One of the most valued concepts in a South Carolina courtroom is that you are innocent until a judge or jury finds you guilty due to proof that you did the crime. The presumption of innocence is sacred because it helps keep the legal system fair. However, this concept seems to only apply within the courtroom, at least in modern times.

There is a movement by the public to condemn people accused of a crime before they even go to trial, according to The Hill. In the court of public opinion, nobody is safe, and the consequences of a conviction by the people are high. Unfortunately, the public does not have to honor the presumption of innocence.

The elements

Generally, the court of public opinion only needs a report by the media to grab onto a story. The public does not need evidence, and if there is a suggestion of evidence, it does not require proof that it is accurate or valid. People will take what the media says as proof enough.
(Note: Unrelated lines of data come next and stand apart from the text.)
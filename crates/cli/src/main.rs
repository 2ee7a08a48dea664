use anyhow::{Context, Result};
use birdnot_core::config::{self, AppConfig};
use birdnot_core::models::Category;
use birdnot_core::pipeline;
use clap::{Parser, Subcommand};
use cli::{logging, output};
use std::path::PathBuf;
use tracing::debug;

#[tokio::main]
async fn main() -> Result<()> {
    let cli = Cli::parse();
    logging::init(cli.verbose);

    let cfg = config::load(cli.config.as_deref()).context("loading configuration")?;
    debug!(?cfg, "configuration loaded");
    let text = execute(cfg, cli.command, cli.json).await?;
    print!("{}", text);
    Ok(())
}

#[derive(Parser)]
#[command(name = "birdnot")]
#[command(about = "Collect small labelled image datasets from web image search", long_about = None)]
struct Cli {
    /// Path to config TOML
    #[arg(short, long, global = true)]
    config: Option<String>,

    /// Increase log verbosity (-v debug, -vv trace)
    #[arg(short, long, action = clap::ArgAction::Count, global = true)]
    verbose: u8,

    /// Output JSON
    #[arg(long, global = true)]
    json: bool,

    #[command(subcommand)]
    command: Commands,
}

#[derive(Subcommand)]
enum Commands {
    /// Search for images and print the result URLs
    Search {
        /// Text to search for
        term: String,
        /// Maximum number of results
        #[arg(short, long)]
        max: Option<usize>,
    },
    /// Download every query variant for one category
    Fetch {
        /// Category label, e.g. bird
        category: String,
        /// Destination directory (defaults to <base_path>/<category>)
        #[arg(long)]
        dest: Option<PathBuf>,
    },
    /// Shrink images in a directory to a maximum dimension
    Resize {
        dir: PathBuf,
        /// Largest allowed side in pixels
        #[arg(long)]
        max_size: Option<u32>,
    },
    /// Delete images under a directory that fail to decode
    Verify { root: PathBuf },
    /// Download one image and write a thumbnail next to it
    Preview {
        url: String,
        /// Directory to save into
        #[arg(long, default_value = ".")]
        dest: PathBuf,
    },
    /// Fetch and resize every configured category, then verify
    Run,
}

async fn execute(mut cfg: AppConfig, command: Commands, json: bool) -> Result<String> {
    if let Commands::Resize {
        max_size: Some(max), ..
    } = &command
    {
        cfg.resize.max_size = *max;
        cfg.validate()?;
    }
    let pipeline = pipeline::build_pipeline(&cfg)?;

    match command {
        Commands::Search { term, max } => {
            let max = max.unwrap_or(cfg.dataset.max_images);
            let results = pipeline.search(&term, max).await?;
            output::search(&term, &results, json)
        }
        Commands::Fetch { category, dest } => {
            let dest = dest.unwrap_or_else(|| {
                Category::new(&PathBuf::from(&cfg.dataset.base_path), &category).directory
            });
            let summary = pipeline
                .retrieve(
                    &category,
                    &cfg.dataset.terms_for(&category),
                    &dest,
                    cfg.dataset.max_images,
                )
                .await?;
            output::retrieval(&category, &dest, &summary, json)
        }
        Commands::Resize { dir, .. } => {
            let summary = pipeline.normalize(&dir).await?;
            output::normalize(&dir, &summary, json)
        }
        Commands::Verify { root } => {
            let failed = pipeline.verify(&root).await?;
            output::failures(&root, &failed, json)
        }
        Commands::Preview { url, dest } => {
            let p = pipeline
                .preview(
                    &url,
                    &dest,
                    cfg.preview.thumb_width,
                    cfg.preview.thumb_height,
                )
                .await?;
            output::preview(&p, json)
        }
        Commands::Run => {
            let summary = pipeline.run(&cfg.dataset).await?;
            output::run(&summary, json)
        }
    }
}
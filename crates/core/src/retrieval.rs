//! Searches each query variant for a category and saves every hit into the
//! category directory. Individual downloads are allowed to fail; whatever
//! they leave behind is cleaned up by verification.

use crate::error::{PipelineError, Result};
use crate::imaging::{is_image_path, IMAGE_EXTENSIONS};
use crate::models::RetrievalSummary;
use crate::query::query;
use crate::rate_limit::RateLimiter;
use providers::{Downloader, ImageSearch};
use std::path::{Path, PathBuf};
use tracing::{debug, info, warn};

const FALLBACK_EXTENSION: &str = "jpg";

pub struct Retriever<'a> {
    pub search: &'a dyn ImageSearch,
    pub downloader: &'a dyn Downloader,
    pub limiter: &'a dyn RateLimiter,
    pub max_images: usize,
}

impl<'a> Retriever<'a> {
    /// Runs every term in order, downloads the results into `dest`, then
    /// waits on the rate limiter before handing control back.
    pub async fn retrieve(
        &self,
        category: &str,
        terms: &[String],
        dest: &Path,
    ) -> Result<RetrievalSummary> {
        ensure_dir(dest).await?;
        let mut summary = RetrievalSummary::default();

        for term in terms {
            let results = query(self.search, term, self.max_images).await?;
            summary.searched += results.len();
            for result in results {
                match download_one(self.downloader, &result.image_url, dest).await {
                    Ok(path) if summary.files.contains(&path) => {
                        debug!(path = %path.display(), "same image from another variant, overwritten");
                        summary.overwritten += 1;
                    }
                    Ok(path) => {
                        summary.downloaded += 1;
                        summary.files.push(path);
                    }
                    Err(PipelineError::Download { url, reason }) => {
                        debug!(%url, %reason, "download failed, leaving it for verification");
                        summary.failed_downloads += 1;
                    }
                    Err(e) => return Err(e),
                }
            }
        }

        if summary.failed_downloads > 0 {
            warn!(
                category,
                failed = summary.failed_downloads,
                "some downloads failed"
            );
        }
        info!(
            category,
            downloaded = summary.downloaded,
            dest = %dest.display(),
            "retrieval complete"
        );
        self.limiter.after_batch(category).await;
        Ok(summary)
    }
}

pub async fn ensure_dir(dir: &Path) -> Result<()> {
    tokio::fs::create_dir_all(dir)
        .await
        .map_err(|e| PipelineError::io(dir, e))
}

/// Fetches `url` into `dest`. Network problems come back as
/// [`PipelineError::Download`]; a failed write is an [`PipelineError::Io`].
pub async fn download_one(downloader: &dyn Downloader, url: &str, dest: &Path) -> Result<PathBuf> {
    let bytes = downloader
        .fetch(url)
        .await
        .map_err(|e| PipelineError::Download {
            url: url.to_string(),
            reason: e.to_string(),
        })?;
    let path = dest.join(file_name_for(url, &bytes));
    tokio::fs::write(&path, &bytes)
        .await
        .map_err(|e| PipelineError::io(&path, e))?;
    debug!(%url, path = %path.display(), bytes = bytes.len(), "saved");
    Ok(path)
}

/// Stable name derived from the URL, so fetching the same image twice
/// overwrites instead of duplicating.
pub fn file_name_for(url: &str, bytes: &[u8]) -> String {
    let digest = blake3::hash(url.as_bytes()).to_hex();
    format!("{}.{}", &digest.as_str()[..16], extension_for(url, bytes))
}

/// Sniffed image types outside [`IMAGE_EXTENSIONS`] are not trusted: the
/// file has to keep a name that verification will pick up.
fn extension_for(url: &str, bytes: &[u8]) -> String {
    if let Some(kind) = infer::get(bytes) {
        if kind.matcher_type() == infer::MatcherType::Image
            && IMAGE_EXTENSIONS.contains(&kind.extension())
        {
            return kind.extension().to_string();
        }
    }
    let path_part = url.split(['?', '#']).next().unwrap_or(url);
    let candidate = Path::new(path_part);
    if is_image_path(candidate) {
        if let Some(ext) = candidate.extension().and_then(|e| e.to_str()) {
            return ext.to_lowercase();
        }
    }
    FALLBACK_EXTENSION.to_string()
}
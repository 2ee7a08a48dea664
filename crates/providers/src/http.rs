use crate::{Downloader, ProviderError};
use bytes::Bytes;
use reqwest::Client;
use std::time::Duration;

pub const DEFAULT_USER_AGENT: &str =
    "Mozilla/5.0 (X11; Linux x86_64; rv:109.0) Gecko/20100101 Firefox/115.0";

#[derive(Clone, Debug)]
pub struct HttpConfig {
    pub timeout: Duration,
    pub user_agent: String,
}

impl Default for HttpConfig {
    fn default() -> Self {
        Self {
            timeout: Duration::from_secs(30),
            user_agent: DEFAULT_USER_AGENT.to_string(),
        }
    }
}

/// Builds the shared reqwest client. Every request carries a timeout so a
/// hung server cannot stall the pipeline.
pub fn build_client(cfg: &HttpConfig) -> Result<Client, ProviderError> {
    Client::builder()
        .timeout(cfg.timeout)
        .user_agent(cfg.user_agent.clone())
        .build()
        .map_err(|e| ProviderError::RequestFailed(e.to_string()))
}

#[derive(Clone)]
pub struct HttpDownloader {
    client: Client,
}

impl HttpDownloader {
    pub fn new(cfg: &HttpConfig) -> Result<Self, ProviderError> {
        Ok(Self {
            client: build_client(cfg)?,
        })
    }
}

#[async_trait::async_trait]
impl Downloader for HttpDownloader {
    async fn fetch(&self, url: &str) -> Result<Bytes, ProviderError> {
        let resp = self
            .client
            .get(url)
            .send()
            .await
            .map_err(|e| ProviderError::RequestFailed(e.to_string()))?;
        if !resp.status().is_success() {
            return Err(ProviderError::RequestFailed(format!(
                "status {} for {}",
                resp.status(),
                url
            )));
        }
        resp.bytes()
            .await
            .map_err(|e| ProviderError::RequestFailed(e.to_string()))
    }
}

#[cfg(test)]
mod tests {
    use super::*;
    use crate::test_server::CannedServer;

    #[tokio::test]
    async fn fetch_returns_the_body() {
        let server = CannedServer::start(vec![("/bird.jpg", 200, "not really a jpeg")]).await;
        let downloader = HttpDownloader::new(&HttpConfig::default()).unwrap();
        let bytes = downloader
            .fetch(&format!("{}/bird.jpg", server.url()))
            .await
            .unwrap();
        assert_eq!(&bytes[..], b"not really a jpeg");
    }

    #[tokio::test]
    async fn missing_image_is_a_failed_request() {
        let server = CannedServer::start(vec![]).await;
        let url = format!("{}/gone.jpg", server.url());
        match HttpDownloader::new(&HttpConfig::default()).unwrap().fetch(&url).await {
            Err(ProviderError::RequestFailed(msg)) => {
                assert!(msg.contains("404"), "{msg}");
                assert!(msg.contains(&url), "{msg}");
            }
            other => panic!("expected request failure, got {:?}", other),
        }
    }
}
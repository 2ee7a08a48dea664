//! Canned HTTP/1.1 responses on a loopback port, routed by request path.

use std::collections::HashMap;
use std::net::SocketAddr;
use std::sync::{Arc, Mutex};
use tokio::io::{AsyncReadExt, AsyncWriteExt};
use tokio::net::{TcpListener, TcpStream};

pub struct CannedServer {
    pub addr: SocketAddr,
    requests: Arc<Mutex<Vec<String>>>,
}

impl CannedServer {
    /// `routes` maps a path (no query string) to a status and body. Anything
    /// else gets a 404.
    pub async fn start(routes: Vec<(&str, u16, &str)>) -> Self {
        let routes: Arc<HashMap<String, (u16, String)>> = Arc::new(
            routes
                .into_iter()
                .map(|(path, status, body)| (path.to_string(), (status, body.to_string())))
                .collect(),
        );
        let listener = TcpListener::bind("127.0.0.1:0").await.unwrap();
        let addr = listener.local_addr().unwrap();
        let requests = Arc::new(Mutex::new(Vec::new()));
        let log = requests.clone();
        tokio::spawn(async move {
            while let Ok((stream, _)) = listener.accept().await {
                let routes = routes.clone();
                let log = log.clone();
                tokio::spawn(async move {
                    let _ = respond(stream, &routes, &log).await;
                });
            }
        });
        Self { addr, requests }
    }

    pub fn url(&self) -> String {
        format!("http://{}", self.addr)
    }

    /// Request targets seen so far, path and query.
    pub fn requests(&self) -> Vec<String> {
        self.requests.lock().unwrap().clone()
    }

    pub fn hits(&self, path: &str) -> usize {
        self.requests()
            .iter()
            .filter(|target| target.split('?').next() == Some(path))
            .count()
    }
}

async fn respond(
    mut stream: TcpStream,
    routes: &HashMap<String, (u16, String)>,
    log: &Mutex<Vec<String>>,
) -> std::io::Result<()> {
    let mut head = Vec::new();
    let mut buf = [0u8; 1024];
    while !head.windows(4).any(|w| w == b"\r\n\r\n") {
        let n = stream.read(&mut buf).await?;
        if n == 0 {
            return Ok(());
        }
        head.extend_from_slice(&buf[..n]);
    }
    let head = String::from_utf8_lossy(&head);
    let target = head
        .lines()
        .next()
        .and_then(|line| line.split_whitespace().nth(1))
        .unwrap_or("/")
        .to_string();
    log.lock().unwrap().push(target.clone());

    let path = target.split('?').next().unwrap_or("/");
    let (status, body) = routes
        .get(path)
        .cloned()
        .unwrap_or((404, "not found".to_string()));
    let reply = format!(
        "HTTP/1.1 {} {}\r\nContent-Length: {}\r\nContent-Type: text/plain\r\nConnection: close\r\n\r\n{}",
        status,
        reason(status),
        body.len(),
        body
    );
    stream.write_all(reply.as_bytes()).await?;
    stream.shutdown().await
}

fn reason(status: u16) -> &'static str {
    match status {
        200 => "OK",
        403 => "Forbidden",
        404 => "Not Found",
        _ => "Error",
    }
}
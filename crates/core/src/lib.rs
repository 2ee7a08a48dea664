//! Core library: search, download, resize and verify image datasets.

pub mod config;
pub mod error;
pub mod imaging;
pub mod models;
pub mod normalize;
pub mod pipeline;
pub mod preview;
pub mod query;
pub mod rate_limit;
pub mod retrieval;
pub mod verify;

pub use error::{PipelineError, Result};
pub use pipeline::{Pipeline, PipelineBuilder};
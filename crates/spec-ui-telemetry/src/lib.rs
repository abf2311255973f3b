//! Logging setup for spec-ui.
//!
//! The handlers in `spec-ui-server` emit `tracing` events with structured
//! fields (`spec.path`, `spec.source`, `spec.format`, `spec.bytes`). This
//! crate installs the subscriber that turns them into JSON or pretty output.

#![warn(missing_docs)]

pub mod error;
pub mod logging;

pub use error::TelemetryError;
pub use logging::{create_env_filter, init_logging, LogConfig};

/// Result type for telemetry operations.
pub type TelemetryResult<T> = Result<T, TelemetryError>;
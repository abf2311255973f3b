//! Typed configuration for spec-ui.
//!
//! Settings are layered: defaults, then a TOML or JSON file, then
//! environment variables of the form `PREFIX__SECTION__KEY`. Unknown fields
//! in files are rejected.
//!
//! # Example
//!
//! ```no_run
//! use spec_ui_config::ConfigLoader;
//!
//! # fn main() -> Result<(), spec_ui_config::ConfigError> {
//! let settings = ConfigLoader::new()
//!     .with_dotenv()?
//!     .with_optional_file("spec-ui.toml")?
//!     .with_env_prefix("SPEC_UI")
//!     .load()?;
//!
//! let config = settings.to_config();
//! # Ok(())
//! # }
//! ```
//!
//! # Configuration File Format
//!
//! ```toml
//! [spec]
//! docs_path = "/docs"
//! spec_path = "/docs/openapi.yaml"
//! spec_file = "openapi.yaml"
//! spec_dir = "./api"
//!
//! [logging]
//! enabled = true
//! level = "info"
//! format = "json"
//! include_location = false
//! ```
//!
//! # Environment Variable Overrides
//!
//! - `SPEC_UI__SPEC__SPEC_PATH=/openapi.json`
//! - `SPEC_UI__SPEC__SPEC_FILE=openapi.json`
//! - `SPEC_UI__LOGGING__FORMAT=pretty`

#![warn(missing_docs)]

mod config;
mod error;
mod loader;
mod schema;

pub use config::SpecUiSettings;
pub use error::ConfigError;
pub use loader::ConfigLoader;
pub use schema::{LogFormat, LoggingSettings, SpecSettings};
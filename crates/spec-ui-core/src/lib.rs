//! # spec-ui core
//!
//! Shared types for serving an OpenAPI specification document:
//!
//! - [`SpecUiConfig`] - the explicit configuration value handlers are built from
//! - [`SpecSource`] - the single source a handler reads from, chosen by precedence
//! - [`SpecGenerator`], [`SpecFs`], [`DirFs`], [`EmbeddedFs`] - source collaborators
//! - [`SpecFormat`] - JSON/YAML inference from the spec path
//! - [`SpecError`] - the failure taxonomy and its HTTP mapping
//!
//! The resolver that ties these together lives in `spec-ui-server`.

#![doc(html_root_url = "https://docs.rs/spec-ui-core/0.1.0")]
#![warn(missing_docs)]
#![forbid(unsafe_code)]

mod config;
mod embedded;
mod error;
mod format;
mod source;

pub use config::{SpecUiConfig, DEFAULT_DOCS_PATH, DEFAULT_SPEC_PATH};
pub use embedded::EmbeddedFs;
pub use error::{ErrorBody, SpecError, SpecResult};
pub use format::{SpecFormat, JSON_CONTENT_TYPE, YAML_CONTENT_TYPE};
pub use source::{DirFs, GeneratorError, SerializedSpec, SpecFs, SpecGenerator, SpecSource};
//! Structured logging for spec-ui services.
//!
//! Installs a global `tracing-subscriber` registry with an [`EnvFilter`]
//! and a JSON (production) or pretty (development) formatting layer.
//!
//! # Example
//!
//! ```rust,ignore
//! use spec_ui_telemetry::{init_logging, LogConfig};
//!
//! init_logging(&LogConfig::development())?;
//!
//! tracing::info!(spec.path = "/docs/openapi.json", "serving specification");
//! ```

use tracing_subscriber::fmt::format::FmtSpan;
use tracing_subscriber::layer::SubscriberExt;
use tracing_subscriber::util::SubscriberInitExt;
use tracing_subscriber::{EnvFilter, Layer, Registry};

use crate::error::TelemetryError;
use crate::TelemetryResult;

/// Logging configuration.
#[derive(Debug, Clone, PartialEq, Eq)]
pub struct LogConfig {
    /// Whether logging is enabled.
    pub enabled: bool,

    /// Filter directives (e.g., "info", "spec_ui_server=debug").
    pub level: String,

    /// Whether to output JSON format.
    pub json_format: bool,

    /// Whether to include span events (new, close).
    pub span_events: bool,

    /// Whether to include file/line info.
    pub file_line_info: bool,

    /// Whether to include thread IDs.
    pub thread_ids: bool,

    /// Whether to include target (module path).
    pub include_target: bool,
}

impl Default for LogConfig {
    fn default() -> Self {
        Self::production()
    }
}

impl LogConfig {
    /// Human-readable output at debug level.
    #[must_use]
    pub fn development() -> Self {
        Self {
            enabled: true,
            level: "debug".to_string(),
            json_format: false,
            span_events: true,
            file_line_info: true,
            thread_ids: false,
            include_target: true,
        }
    }

    /// JSON output at info level.
    #[must_use]
    pub fn production() -> Self {
        Self {
            enabled: true,
            level: "info".to_string(),
            json_format: true,
            span_events: false,
            file_line_info: false,
            thread_ids: false,
            include_target: true,
        }
    }
}

/// Field names shared by every spec-ui log event.
///
/// Use them as constant field names with `tracing`'s brace syntax:
///
/// ```rust,ignore
/// use spec_ui_telemetry::logging::fields;
///
/// tracing::info!({ fields::SPEC_PATH } = "/docs/openapi.json", "serving specification");
/// ```
pub mod fields {
    /// Route the specification is served on.
    pub const SPEC_PATH: &str = "spec.path";

    /// Source kind the specification was read from (`generator`,
    /// `archive`, `filesystem`, `local_file`, `unset`).
    pub const SPEC_SOURCE: &str = "spec.source";

    /// Output format, `json` or `yaml`.
    pub const SPEC_FORMAT: &str = "spec.format";

    /// Size of the resolved document in bytes.
    pub const SPEC_BYTES: &str = "spec.bytes";
}

/// Initializes the global logging subscriber.
///
/// Does nothing when `config.enabled` is false.
///
/// # Errors
///
/// Returns `TelemetryError::InvalidFilter` for a malformed level and
/// `TelemetryError::LoggingInit` when a global subscriber is already set.
pub fn init_logging(config: &LogConfig) -> TelemetryResult<()> {
    if !config.enabled {
        return Ok(());
    }

    let filter = create_env_filter(&config.level)?;

    tracing_subscriber::registry()
        .with(fmt_layer(config).with_filter(filter))
        .try_init()
        .map_err(|e| TelemetryError::LoggingInit(e.to_string()))
}

fn fmt_layer(config: &LogConfig) -> Box<dyn Layer<Registry> + Send + Sync> {
    let span_events = if config.span_events {
        FmtSpan::NEW | FmtSpan::CLOSE
    } else {
        FmtSpan::NONE
    };

    let layer = tracing_subscriber::fmt::layer()
        .with_span_events(span_events)
        .with_file(config.file_line_info)
        .with_line_number(config.file_line_info)
        .with_thread_ids(config.thread_ids)
        .with_target(config.include_target);

    if config.json_format {
        layer.json().boxed()
    } else {
        layer.pretty().boxed()
    }
}

/// Parses filter directives into an [`EnvFilter`].
///
/// # Errors
///
/// Returns `TelemetryError::InvalidFilter` if the directives do not parse.
pub fn create_env_filter(directives: &str) -> TelemetryResult<EnvFilter> {
    EnvFilter::try_new(directives)
        .map_err(|e| TelemetryError::InvalidFilter(format!("{directives}: {e}")))
}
Thanks to the widespread use of social media, a news story breaks, and everyone has an opinion to share with others. People do not wait to hear testimony or see proof. If they feel a person is guilty, then he or she is guilty as far as they care. The opinion spreads like wildfire.

The effects

If you happen to be the victim of the court of public opinion, the consequences may be far-reaching. You could lose your job because of the negative attention. You may lose family and friends because of the portrayal of you and the situation. It could also damage your reputation. Even if a court of law later finds you innocent, the damage from the public remains.

So, while the court should always provide you with the presumption of innocence, it is not the only court you have to worry about. The court of public opinion may not be able to send you to prison, but it may still damage your life.